—Y pensez-vous? s'écria Bilsby. Faire de la balistique au profit des étrangers!
—Cela vaudrait mieux que de n'en pas faire du tout, riposta le colonel.
—Sans doute, dit J.-T. Maston, cela vaudrait mieux, mais il ne faut même pas songer à cet expédient.
—Et pourquoi cela? demanda le colonel.
—Parce qu'ils ont dans le vieux monde des idées sur l'avancement qui contrarieraient toutes nos habitudes américaines. Ces gens-là ne s'imaginent pas qu'on puisse devenir général en chef avant d'avoir servi comme sous-lieutenant, ce qui reviendrait à dire qu'on ne saurait être bon pointeur à moins d'avoir fondu le canon soi-même! Or c'est tout simplement...
—Absurde! répliqua Tom Hunter en déchiquetant les bras de son fauteuil à coups de «bowie-knife»[7], et puisque les choses en sont là, il ne nous reste plus qu'à planter du tabac ou à distiller de l'huile de baleine!
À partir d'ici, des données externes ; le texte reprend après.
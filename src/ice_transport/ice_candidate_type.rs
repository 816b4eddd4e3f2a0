use std::fmt;
use std::str::FromStr;

use serde::{Deserialize, Serialize};

use crate::error::Error;

/// RTCIceCandidateType is the `typ` field of a candidate attribute
/// (<https://tools.ietf.org/html/rfc8445#section-5.1.1>).
#[derive(Default, Debug, Copy, Clone, PartialEq, Eq, Serialize, Deserialize)]
#[serde(rename_all = "lowercase")]
pub enum RTCIceCandidateType {
    #[default]
    Host,
    Srflx,
    Prflx,
    Relay,
}

impl RTCIceCandidateType {
    pub fn as_str(&self) -> &'static str {
        match self {
            RTCIceCandidateType::Host => "host",
            RTCIceCandidateType::Srflx => "srflx",
            RTCIceCandidateType::Prflx => "prflx",
            RTCIceCandidateType::Relay => "relay",
        }
    }
}

impl FromStr for RTCIceCandidateType {
    type Err = Error;

    fn from_str(raw: &str) -> Result<Self, Self::Err> {
        [
            RTCIceCandidateType::Host,
            RTCIceCandidateType::Srflx,
            RTCIceCandidateType::Prflx,
            RTCIceCandidateType::Relay,
        ]
        .into_iter()
        .find(|typ| typ.as_str() == raw)
        .ok_or_else(|| Error::ErrIceCandidateParse(format!("unknown candidate type {raw}")))
    }
}

impl fmt::Display for RTCIceCandidateType {
    fn fmt(&self, f: &mut fmt::Formatter<'_>) -> fmt::Result {
        f.write_str(self.as_str())
    }
}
—Comment! s'écria J.-T. Maston d'une voix retentissante, ces dernières années de notre existence, nous ne les emploierons pas au perfectionnement des armes à feu! Une nouvelle occasion ne se rencontrera pas d'essayer la portée de nos projectiles! L'atmosphère ne s'illuminera plus sous l'éclair de nos canons! Il ne surgira pas une difficulté internationale qui nous permette de déclarer la guerre à quelque puissance transatlantique! Les Français ne couleront pas un seul de nos steamers, et les Anglais ne pendront pas, au mépris du droit des gens, trois ou quatre de nos nationaux!
—Non, Maston, répondit le colonel Blomsberry, nous n'aurons pas ce bonheur! Non! pas un de ces incidents ne se produira, et, se produisît-il, nous n'en profiterions même pas! La susceptibilité américaine s'en va de jour en jour, et nous tombons en quenouille!
—Oui, nous nous humilions! répliqua Bilsby.
—Et on nous humilie! riposta Tom Hunter.